Laser Diode Controller For A CNC Mill

[Smells of Bikes] wanted to add laser etching to the list of tricks his home CNC setup is capable of. He has a diode which will work for the task, but he needed a driver that could be interfaced with the CNC system. He ended up designing a driver board based around the LM3402 chip.

Now driving one of these laser diodes isn’t all that different from driving a Light Emitting Diode. He chose to use the LM3402 chip because he’s the TI engineer who designed the official evaluation board for the part. It’s meant for high-power LED applications, and the 700 mA he needs for the laser is within spec. Since he’s soldering by hand, and this part has a ground pad on the bottom, he shares his soldering technique in detail. Once the driver board is ready, he uses a ‘sed’ command to replace the g-code Z axis commands with digital on/off commands to switch the diode.

Check out the demo video after the break. He uses a diffuse beam since the cutting beam is bright enough to damage his camera.

[flickr video=http://www.flickr.com/photos/9279759@N03/7786350966/ w=470]

16 thoughts on “Laser Diode Controller For A CNC Mill

    1. Ebay. Get an entire module. I tried getting just the diode and a separate lens and putting them together. That was a disaster.
      Also make sure you get a glass lens for any laser diode over about 100mW because plastic lenses don’t seem to last long.

  1. “He uses a diffuse beam since the cutting beam is bright enough to damage his camera.”

    Nevermind about his eyes, worry about the camera…

    Do not look into LASER with remaining eye.

      1. I only have the one pair of goggles, which I was wearing. Even with a diffuse beam I end up with a headache if the laser’s bouncing around the room.

        When I’m actually running this I put up an opaque beam blocker and the whole workshop is still flashing red inside. Clearly I need to match the beam wavelength better to the cutting material.

        (Interesting sidelight: the laser will cut dark materials immediately, but if I’m cutting paper, like making stencils, it takes about 4 seconds at focus for the paper to go black, but once it does the CNC can run at nearly G0 rates, much like oxyacetylene cutting, so I have to add dwell commands.)

  2. The LM3402 / 3404 are really quirky chips IMO, we did a design with them recently that had to work with a selection of LEDs and they do not work with varying resistances of load. Hence, IMO, they are not constant current drivers as they are labelled as.

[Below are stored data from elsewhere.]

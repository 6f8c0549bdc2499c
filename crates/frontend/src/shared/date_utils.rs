/// Утилиты форматирования дат, времени и денежных сумм
use chrono::{NaiveDate, NaiveDateTime, NaiveTime};

/// Format ISO datetime string to DD.MM.YYYY HH:MM format
/// Example: "2024-03-15T14:02:26.123Z" -> "15.03.2024 14:02"
pub fn format_datetime(datetime_str: &str) -> String {
    if let Some((date_part, time_part)) = datetime_str.split_once('T') {
        let date = format_date(date_part);
        if date != date_part {
            let time: String = time_part.chars().take(5).collect();
            return format!("{} {}", date, time);
        }
    }
    datetime_str.to_string()
}

/// Format ISO date string to DD.MM.YYYY format
/// Example: "2024-03-15" or "2024-03-15T14:02:26Z" -> "15.03.2024"
pub fn format_date(date_str: &str) -> String {
    let date_part = date_str.split('T').next().unwrap_or(date_str);
    match NaiveDate::parse_from_str(date_part, "%Y-%m-%d") {
        Ok(d) => d.format("%d.%m.%Y").to_string(),
        Err(_) => date_str.to_string(),
    }
}

/// "14:00:00" -> "14:00"
pub fn format_time(time_str: &str) -> String {
    NaiveTime::parse_from_str(time_str, "%H:%M:%S")
        .or_else(|_| NaiveTime::parse_from_str(time_str, "%H:%M"))
        .map(|t| t.format("%H:%M").to_string())
        .unwrap_or_else(|_| time_str.to_string())
}

/// Разбор ISO даты-времени с зоной или без неё
pub fn parse_iso_datetime(value: &str) -> Option<NaiveDateTime> {
    chrono::DateTime::parse_from_rfc3339(value)
        .map(|dt| dt.naive_utc())
        .ok()
        .or_else(|| NaiveDateTime::parse_from_str(value, "%Y-%m-%dT%H:%M:%S").ok())
}

/// Текущее локальное время браузера
pub fn now_local() -> NaiveDateTime {
    chrono::Local::now().naive_local()
}

/// Разделитель тысяч (пробел), без дробной части
pub fn format_thousands(value: f64) -> String {
    let rounded = format!("{:.0}", value);
    let (sign, digits) = match rounded.strip_prefix('-') {
        Some(rest) => ("-", rest),
        None => ("", rounded.as_str()),
    };
    let mut out = String::with_capacity(digits.len() + digits.len() / 3);
    for (i, c) in digits.chars().enumerate() {
        if i > 0 && (digits.len() - i) % 3 == 0 {
            out.push(' ');
        }
        out.push(c);
    }
    format!("{}{}", sign, out)
}

/// Денежная сумма с кодом валюты: 150000 VND -> "150 000 ₫"
pub fn format_money(value: f64, currency: &str) -> String {
    let symbol = match currency {
        "VND" => "₫",
        "USD" => "$",
        "EUR" => "€",
        "RUB" => "₽",
        other => other,
    };
    format!("{} {}", format_thousands(value), symbol)
}

#[cfg(test)]
mod tests {
    use super::*;

    #[test]
    fn test_format_datetime() {
        assert_eq!(format_datetime("2024-03-15T14:02:26.123Z"), "15.03.2024 14:02");
        assert_eq!(format_datetime("2024-12-31T23:59:59Z"), "31.12.2024 23:59");
    }

    #[test]
    fn test_format_date() {
        assert_eq!(format_date("2024-03-15"), "15.03.2024");
        assert_eq!(format_date("2024-03-15T14:02:26.123Z"), "15.03.2024");
    }

    #[test]
    fn test_invalid_format() {
        assert_eq!(format_datetime("invalid"), "invalid");
        assert_eq!(format_date("invalid"), "invalid");
        assert_eq!(format_time("noon"), "noon");
    }

    #[test]
    fn test_format_time() {
        assert_eq!(format_time("14:00:00"), "14:00");
        assert_eq!(format_time("07:30"), "07:30");
    }

    #[test]
    fn test_parse_iso_datetime() {
        let dt = parse_iso_datetime("2024-03-15T14:02:26Z");
        assert_eq!(
            dt.map(|d| d.format("%Y-%m-%d %H:%M").to_string()),
            Some("2024-03-15 14:02".to_string())
        );
        assert!(parse_iso_datetime("2024-03-15T14:02:26").is_some());
        assert!(parse_iso_datetime("garbage").is_none());
    }

    #[test]
    fn test_format_money() {
        assert_eq!(format_thousands(1234567.0), "1 234 567");
        assert_eq!(format_thousands(-1500.0), "-1 500");
        assert_eq!(format_thousands(999.0), "999");
        assert_eq!(format_money(150000.0, "VND"), "150 000 ₫");
        assert_eq!(format_money(12.0, "THB"), "12 THB");
    }
}
//! Системные настройки: общие сведения о сайте и правила бронирования.
//!
//! Каждая форма загружается своим запросом и сохраняется отдельно (PUT),
//! поэтому ошибка в одной не блокирует другую.

use contracts::system::settings::{BookingSettings, GeneralSettings};
use leptos::prelude::*;
use leptos::task::spawn_local;
use thaw::*;

use crate::shared::components::form_fields::{CheckboxField, NumberField, TextField};
use crate::shared::page_frame::PageFrame;
use crate::shared::page_standard::PAGE_CAT_SYSTEM;
use crate::shared::toast::use_toast;
use crate::system::auth::guard::RequireAdmin;
use crate::system::settings::api;

#[component]
pub fn SettingsPage() -> impl IntoView {
    let active_tab: RwSignal<&'static str> = RwSignal::new("general");

    view! {
        <RequireAdmin>
            <PageFrame page_id="sys_settings--system" category=PAGE_CAT_SYSTEM>
                <div class="page__header">
                    <div class="page__header-left">
                        <h1 class="page__title">"Настройки"</h1>
                    </div>
                </div>
                <div class="page__tabs">
                    <Button
                        appearance=Signal::derive(move || if active_tab.get() == "general" { ButtonAppearance::Primary } else { ButtonAppearance::Subtle })
                        on_click=move |_| active_tab.set("general")
                    >
                        "Общие"
                    </Button>
                    <Button
                        appearance=Signal::derive(move || if active_tab.get() == "booking" { ButtonAppearance::Primary } else { ButtonAppearance::Subtle })
                        on_click=move |_| active_tab.set("booking")
                    >
                        "Бронирование"
                    </Button>
                </div>
                <div class="page__content">
                    <div class:hidden=move || active_tab.get() != "general">
                        <GeneralSettingsForm />
                    </div>
                    <div class:hidden=move || active_tab.get() != "booking">
                        <BookingSettingsForm />
                    </div>
                </div>
            </PageFrame>
        </RequireAdmin>
    }
}

#[component]
fn GeneralSettingsForm() -> impl IntoView {
    let toast = use_toast();
    let form = RwSignal::new(GeneralSettings::default());
    let (error, set_error) = signal::<Option<String>>(None);
    let (busy, set_busy) = signal(true);

    spawn_local(async move {
        match api::fetch_general().await {
            Ok(settings) => form.set(settings),
            Err(e) => toast.api_error("Не удалось загрузить настройки", &e),
        }
        set_busy.set(false);
    });

    let save = move |_| {
        let settings = form.get_untracked();
        if let Err(msg) = settings.validate() {
            set_error.set(Some(msg));
            return;
        }
        set_error.set(None);
        set_busy.set(true);
        spawn_local(async move {
            match api::save_general(&settings).await {
                Ok(()) => toast.success("Общие настройки сохранены"),
                Err(e) => toast.form_error("Ошибка сохранения", e, set_error),
            }
            set_busy.set(false);
        });
    };

    let disabled = Signal::derive(move || busy.get());

    view! {
        <div class="form form--settings">
            {move || error.get().map(|e| view! { <div class="alert alert--error">{e}</div> })}
            <TextField
                label="Название сайта *"
                value=Signal::derive(move || form.with(|f| f.site_name.clone()))
                on_input=Callback::new(move |v| form.update(|f| f.site_name = v))
                disabled=disabled
            />
            <TextField
                label="Контактный email *"
                input_type="email"
                value=Signal::derive(move || form.with(|f| f.contact_email.clone()))
                on_input=Callback::new(move |v| form.update(|f| f.contact_email = v))
                disabled=disabled
            />
            <TextField
                label="Телефон"
                input_type="tel"
                value=Signal::derive(move || form.with(|f| f.contact_phone.clone().unwrap_or_default()))
                on_input=Callback::new(move |v: String| form.update(|f| f.contact_phone = contracts::shared::text::non_empty(&v)))
                disabled=disabled
            />
            <TextField
                label="Адрес"
                value=Signal::derive(move || form.with(|f| f.address.clone().unwrap_or_default()))
                on_input=Callback::new(move |v: String| form.update(|f| f.address = contracts::shared::text::non_empty(&v)))
                disabled=disabled
            />
            <TextField
                label="Валюта (ISO)"
                value=Signal::derive(move || form.with(|f| f.currency.clone()))
                on_input=Callback::new(move |v: String| form.update(|f| f.currency = v.trim().to_uppercase()))
                disabled=disabled
            />
            <TextField
                label="Часовой пояс"
                placeholder="Asia/Ho_Chi_Minh"
                value=Signal::derive(move || form.with(|f| f.timezone.clone()))
                on_input=Callback::new(move |v| form.update(|f| f.timezone = v))
                disabled=disabled
            />
            <div class="form__actions">
                <Button appearance=ButtonAppearance::Primary on_click=save disabled=disabled>
                    "Сохранить"
                </Button>
            </div>
        </div>
    }
}

#[component]
fn BookingSettingsForm() -> impl IntoView {
    let toast = use_toast();
    let form = RwSignal::new(BookingSettings::default());
    let (error, set_error) = signal::<Option<String>>(None);
    let (busy, set_busy) = signal(true);

    spawn_local(async move {
        match api::fetch_booking().await {
            Ok(settings) => form.set(settings),
            Err(e) => toast.api_error("Не удалось загрузить правила бронирования", &e),
        }
        set_busy.set(false);
    });

    let save = move |_| {
        let settings = form.get_untracked();
        if let Err(msg) = settings.validate() {
            set_error.set(Some(msg));
            return;
        }
        set_error.set(None);
        set_busy.set(true);
        spawn_local(async move {
            match api::save_booking(&settings).await {
                Ok(()) => toast.success("Правила бронирования сохранены"),
                Err(e) => toast.form_error("Ошибка сохранения", e, set_error),
            }
            set_busy.set(false);
        });
    };

    let disabled = Signal::derive(move || busy.get());
    // числовые поля правил: (подпись, getter, setter)
    let minutes_field = move |label: &'static str, get: fn(&BookingSettings) -> u32, set: fn(&mut BookingSettings, u32)| {
        view! {
            <NumberField
                label=label
                min=0.0
                value=Signal::derive(move || form.with(|f| get(f) as f64))
                on_input=Callback::new(move |v: f64| form.update(|f| set(f, v.max(0.0).round() as u32)))
                disabled=disabled
            />
        }
    };

    view! {
        <div class="form form--settings">
            {move || error.get().map(|e| view! { <div class="alert alert--error">{e}</div> })}
            <div class="form__row">
                <TextField
                    label="Открытие"
                    input_type="time"
                    value=Signal::derive(move || form.with(|f| f.open_time.clone()))
                    on_input=Callback::new(move |v| form.update(|f| f.open_time = v))
                    disabled=disabled
                />
                <TextField
                    label="Закрытие"
                    input_type="time"
                    value=Signal::derive(move || form.with(|f| f.close_time.clone()))
                    on_input=Callback::new(move |v| form.update(|f| f.close_time = v))
                    disabled=disabled
                />
            </div>
            <div class="form__row">
                {minutes_field("Шаг слота, мин", |f| f.slot_minutes, |f, v| f.slot_minutes = v)}
                {minutes_field("Мин. длительность, мин", |f| f.min_booking_minutes, |f, v| f.min_booking_minutes = v)}
                {minutes_field("Макс. длительность, мин", |f| f.max_booking_minutes, |f, v| f.max_booking_minutes = v)}
            </div>
            <div class="form__row">
                {minutes_field("Бронирование вперёд, дней", |f| f.max_advance_days, |f, v| f.max_advance_days = v)}
                {minutes_field("Отмена не позднее, часов", |f| f.cancellation_hours, |f, v| f.cancellation_hours = v)}
            </div>
            <CheckboxField
                label="Разрешить бронирование без регистрации"
                checked=Signal::derive(move || form.with(|f| f.allow_guest_booking))
                on_change=Callback::new(move |v| form.update(|f| f.allow_guest_booking = v))
                disabled=disabled
            />
            <div class="form__hint">
                {move || format!("Слотов в рабочем дне: {}", form.with(|f| f.slots_per_day()))}
            </div>
            <div class="form__actions">
                <Button appearance=ButtonAppearance::Primary on_click=save disabled=disabled>
                    "Сохранить"
                </Button>
            </div>
        </div>
    }
}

    The reason for this is they do not use hysteresis on their CS pin, they trigger on rising edge of voltage on CS, then wait for a time determined by the R and C you tie to them, then switch back again. Your value of R and C is calculated using a “known” Vout which makes this a sort of pointless constant current. Fine if you are sticking it on a board with an LED that’s not going to change.

    You have been warned.

  3. Excellent work, and nice to see a pro writing up a project using free tools when state of the art software is available at the office.

    Interesting thermal pad technique. I guess there is sufficient thermal path to keep the die cool. I had the same problem with a different TI part, TAS5704, but that required a good few cm2 of copper pour. I ended up making a double sided board with a ‘thermal via’ of stout copper wire. I soldered it on the top side and sanded it almost flat. Then fluxed the bottom of the chip before soldering it down, flipping the board and soldering the bottom of the via with a big iron. The heat goes up the copper melting the solder under the chip. http://yfrog.com/3v64pinj

  4. “n with actual laser goggles, if I look at the burn spot for any length of time I see spots.”

    What is the OD of your goggles? If you are seeing spots at 100mw something is wrong. My goggles for green make my 7 watt 532nm look like an LED.

    Really you should have OD 7, at least.

  5. There is no way you are only getting 100mw out at 700ma. There are only a couple red diodes that can handle that much current. I’m assuming you are using a 300mw mitsubishi 635nm diode. Running at 700ma you must be getting at least 250mw with a 3-element glass lens. The 300mw 635 diodes are also multimode, which isn’t a good choice for this application because the dot cant be focused down as small as a single mode laser can.

    I suggest you switch out the a 12x 405nm diode. Run it at around 400ma. Its single mode, the wavelength is absorbed much better than red by most materials, and it will be higher power than this diode.